Military cargo plane crews in Ventura County preparing for double duty as airborne firefighters
Huge C-130 transport planes are modified with special equipment during peak wildfire season to provide surge firefighting capacity for the U.S. Forest Service.
A massive C-130 military transport plane is firing up its four engines.
There are a half dozen of the huge C-130’s on the tarmac at the Channel Islands Air National Guard Station at Port Hueneme.
While the skies have been overcast recently, soon we’ll have day after day of sunny, hot weather. The air and ground crews are on hand for a special training mission, preparing them for the upcoming wildfire season.
"Right now we have two units...four aircraft...training for our upcoming fire season. We call this spring training," said Major Kyle Zust, with the Reno Air National Guard. "We get our proficiency back, and all of our air crew current before we go out to the real environment during a fire."
There are two C-130’s here from the Nevada Air National Guard, and two from the Wyoming Air National Guard.
The primary mission for these crews is to fly military and humanitarian cargo missions around the world. But, during wildfire season, special equipment known as MAFFS is installed on the planes, so they can serve as air tankers. The planes can drop up to 3,000 gallons of fire retardant during a single flight.
Major John Miller is a C-130 pilot, with the Nevada Air National Guard. This is his fourth season flying one of the converted C-130’s as an air tanker.
'This is kind of of a special system, as compared to the civilian air tankers you see out there that are purpose-built," said Miller.
The MAFFS unit are rolled into the plane's cargo bay, and after about a day of work, the aircraft is operational as an air tanker. At the end of high fire season, the unit is removed so the plane and crew can resume cargo carrying duties.
The Air National Guard planes serve as a backup during peak wildfire season. The U.S. Forest Service will use its aircraft, as well as local, state, and private contractors first. But, when multiple fires are burning, sometimes it’s not enough. The C-130’s provide critical surge capacity.
Kim Christensen is the Deputy Director of Operations with the U.S. Forest Service. "It's critically important to have this resource available," said
Christensen. "It augments our capabilities when our aircraft and commercial aircraft are fully committed." She says the training is important to make sure that when the government and military crews work together during the crisis, everyone is in synch with each other.

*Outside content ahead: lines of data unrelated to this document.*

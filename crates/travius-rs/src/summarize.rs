//! Conversation summaries.
//!
//! [`summarize`] turns role-tagged turns into chat messages, appends a fixed
//! summarization instruction, and returns the model's free-text answer.
//! [`parse_transcript`] converts the `Speaker: text` transcript format some
//! clients send into turns.

use serde::{Deserialize, Serialize};
use tracing::debug;

use crate::Message;
use crate::client::{ChatClient, CompletionError, CompletionRequest, SamplingParams};
use crate::credential::Credential;

/// Trailing instruction appended after the conversation.
pub const SUMMARY_INSTRUCTION: &str =
    "Summarize the key points of the above conversation concisely.";

/// Who said a turn. Anything other than `user` is treated as the assistant.
#[derive(Debug, Clone, Copy, PartialEq, Eq, Serialize, Deserialize)]
#[serde(rename_all = "lowercase", from = "String")]
pub enum Role {
    User,
    Assistant,
}

impl From<String> for Role {
    fn from(value: String) -> Self {
        if value.trim().eq_ignore_ascii_case("user") {
            Role::User
        } else {
            Role::Assistant
        }
    }
}

/// One utterance in a conversation.
#[derive(Debug, Clone, PartialEq, Eq, Serialize, Deserialize)]
pub struct DialogTurn {
    pub role: Role,
    pub text: String,
}

impl DialogTurn {
    pub fn user(text: impl Into<String>) -> Self {
        Self {
            role: Role::User,
            text: text.into(),
        }
    }

    pub fn assistant(text: impl Into<String>) -> Self {
        Self {
            role: Role::Assistant,
            text: text.into(),
        }
    }

    fn to_message(&self) -> Message {
        match self.role {
            Role::User => Message::user(&self.text),
            Role::Assistant => Message::assistant(&self.text),
        }
    }
}

#[derive(Debug, thiserror::Error)]
pub enum SummarizeError {
    #[error("conversation history is empty")]
    EmptyHistory,

    #[error(transparent)]
    Completion(#[from] CompletionError),
}

impl SummarizeError {
    pub fn code(&self) -> &'static str {
        match self {
            SummarizeError::EmptyHistory => "EMPTY_HISTORY",
            SummarizeError::Completion(e) => e.code(),
        }
    }

    pub fn status(&self) -> u16 {
        match self {
            SummarizeError::EmptyHistory => 400,
            SummarizeError::Completion(e) => e.status(),
        }
    }
}

fn speaker_role(speaker: &str) -> Option<Role> {
    match speaker.trim() {
        "ユーザー" | "User" | "user" => Some(Role::User),
        "GPT" | "Assistant" | "assistant" => Some(Role::Assistant),
        _ => None,
    }
}

/// Parse a newline-delimited `Speaker: text` transcript.
///
/// Blank lines and lines whose speaker is not recognized are dropped.
///
/// ```
/// use travius::summarize::{DialogTurn, parse_transcript};
///
/// let turns = parse_transcript("ユーザー: hi\nGPT: hello\nnoise");
/// assert_eq!(turns, vec![DialogTurn::user("hi"), DialogTurn::assistant("hello")]);
/// ```
pub fn parse_transcript(text: &str) -> Vec<DialogTurn> {
    text.lines()
        .map(str::trim)
        .filter(|line| !line.is_empty())
        .filter_map(|line| {
            let (speaker, said) = line.split_once([':', '：'])?;
            let role = speaker_role(speaker)?;
            Some(DialogTurn {
                role,
                text: said.trim().to_string(),
            })
        })
        .collect()
}

/// Build the upstream request for a summary of `history`.
pub fn summary_request(
    history: &[DialogTurn],
    model: &str,
) -> Result<CompletionRequest, SummarizeError> {
    if history.is_empty() {
        return Err(SummarizeError::EmptyHistory);
    }
    let mut messages: Vec<Message> = history.iter().map(DialogTurn::to_message).collect();
    messages.push(Message::system(SUMMARY_INSTRUCTION));
    Ok(CompletionRequest::new(model, messages, SamplingParams::SUMMARY))
}

/// Summarize `history`. Fails with [`SummarizeError::EmptyHistory`] before
/// any network call when there is nothing to summarize.
pub async fn summarize(
    client: &dyn ChatClient,
    credential: &Credential,
    model: &str,
    history: &[DialogTurn],
) -> Result<String, SummarizeError> {
    let request = summary_request(history, model)?;
    debug!(
        "Summarizing {} turn(s), {} message(s) including instruction",
        history.len(),
        request.messages.len()
    );

    let completion = client.complete(&request, credential).await?;
    let preview: String = completion.text.chars().take(300).collect();
    debug!("Summary (first 300 chars): {preview}");
    Ok(completion.text)
}

#[cfg(test)]
mod tests {
    use super::*;
    use crate::MessageRole;
    use crate::testing::{ScriptedClient, test_credential};

    #[test]
    fn transcript_roles_are_mapped() {
        let turns = parse_transcript("ユーザー: hi\nGPT: hello");
        assert_eq!(turns.len(), 2);
        assert_eq!(turns[0].role, Role::User);
        assert_eq!(turns[0].text, "hi");
        assert_eq!(turns[1].role, Role::Assistant);
        assert_eq!(turns[1].text, "hello");
    }

    #[test]
    fn transcript_drops_blank_and_unknown_lines() {
        let turns = parse_transcript("\n  \nUser: a\nSomeone: b\nno colon here\n Assistant：c \n");
        assert_eq!(turns, vec![DialogTurn::user("a"), DialogTurn::assistant("c")]);
    }

    #[test]
    fn transcript_keeps_colons_in_text() {
        let turns = parse_transcript("GPT: ratio is 3:2");
        assert_eq!(turns[0].text, "ratio is 3:2");
    }

    #[test]
    fn history_roles_deserialize_leniently() {
        let turns: Vec<DialogTurn> = serde_json::from_str(
            r#"[{"role":"user","text":"q"},{"role":"gpt","text":"a"},{"role":"assistant","text":"b"}]"#,
        )
        .unwrap();
        assert_eq!(turns[0].role, Role::User);
        assert_eq!(turns[1].role, Role::Assistant);
        assert_eq!(turns[2].role, Role::Assistant);
    }

    #[test]
    fn request_appends_instruction_last() {
        let history = vec![DialogTurn::user("q"), DialogTurn::assistant("a")];
        let request = summary_request(&history, "gpt-4o").unwrap();
        assert_eq!(request.params, SamplingParams::SUMMARY);
        let roles: Vec<MessageRole> = request.messages.iter().map(|m| m.role).collect();
        assert_eq!(
            roles,
            vec![MessageRole::User, MessageRole::Assistant, MessageRole::System]
        );
        assert_eq!(request.messages[2].content, SUMMARY_INSTRUCTION);
    }

    #[tokio::test]
    async fn empty_history_makes_no_call() {
        let client = ScriptedClient::new().reply("unused");
        let err = summarize(&client, &test_credential(), "gpt-4o", &[])
            .await
            .unwrap_err();
        assert!(matches!(err, SummarizeError::EmptyHistory));
        assert_eq!(err.code(), "EMPTY_HISTORY");
        assert_eq!(client.calls(), 0);
    }

    #[tokio::test]
    async fn returns_completion_text() {
        let client = ScriptedClient::new().reply("They discussed flywheels.");
        let summary = summarize(
            &client,
            &test_credential(),
            "gpt-4o",
            &[DialogTurn::user("What is a flywheel?")],
        )
        .await
        .unwrap();
        assert_eq!(summary, "They discussed flywheels.");
        assert_eq!(client.calls(), 1);
    }

    #[tokio::test]
    async fn upstream_failure_propagates() {
        let client = ScriptedClient::new().fail(503);
        let err = summarize(&client, &test_credential(), "gpt-4o", &[DialogTurn::user("q")])
            .await
            .unwrap_err();
        assert_eq!(err.code(), "UPSTREAM_ERROR");
        assert_eq!(err.status(), 502);
    }
}
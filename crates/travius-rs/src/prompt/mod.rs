//! System instruction composition.
//!
//! - [`SystemPromptBuilder`] joins a preamble and `## Section` blocks.
//! - [`ThinkingMode`] holds the four framing presets and their fragments.
//! - [`compose`] renders the follow-up question instruction; [`refine`],
//!   [`suggestion_messages`], and [`classification_instruction`] cover the
//!   other upstream calls.

pub mod builder;
pub mod composer;
pub mod modes;

pub use builder::SystemPromptBuilder;
pub use composer::{
    EMPTY_LOG, Refinement, USER_INSTRUCTION, classification_instruction, compose, refine,
    render_dialog, suggestion_messages,
};
pub use modes::{FALLBACK_INSTRUCTION, ThinkingMode, level_for};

During this training session based at Port Hueneme, the crews are going to ground school, and getting in practice missions. The flight crews are making practice water drops in the Angeles National Forest. It’s also a chance for ground crews to practice quick turnarounds refueling, and reloading the planes with fire retardant.
Miller talks about what it’s like when it’s the real deal, and they are operational. "Depending on the size of the fire, you might be over a hundred miles away and you can just see these massive fire plumes going up to 40,000, 50,000, 60,000 feet," said Miller. "You definitely respect the fire."
He said piloting air tankers requires a much different type of flying, with the aircraft going much slower, and closer to the ground than usual.
Zust, with the Reno Air National Guard, said it's emotional work. "You have people coming up to you asking hey...do you fly those big gray airplanes? And, they start tearing up, saying 'You saved my house'."
In May, some C-130’s based in Colorado, as well as some home based in Port Hueneme will take part in another one of the trainings intended to get flight and ground crews ready for the upcoming wildfire season.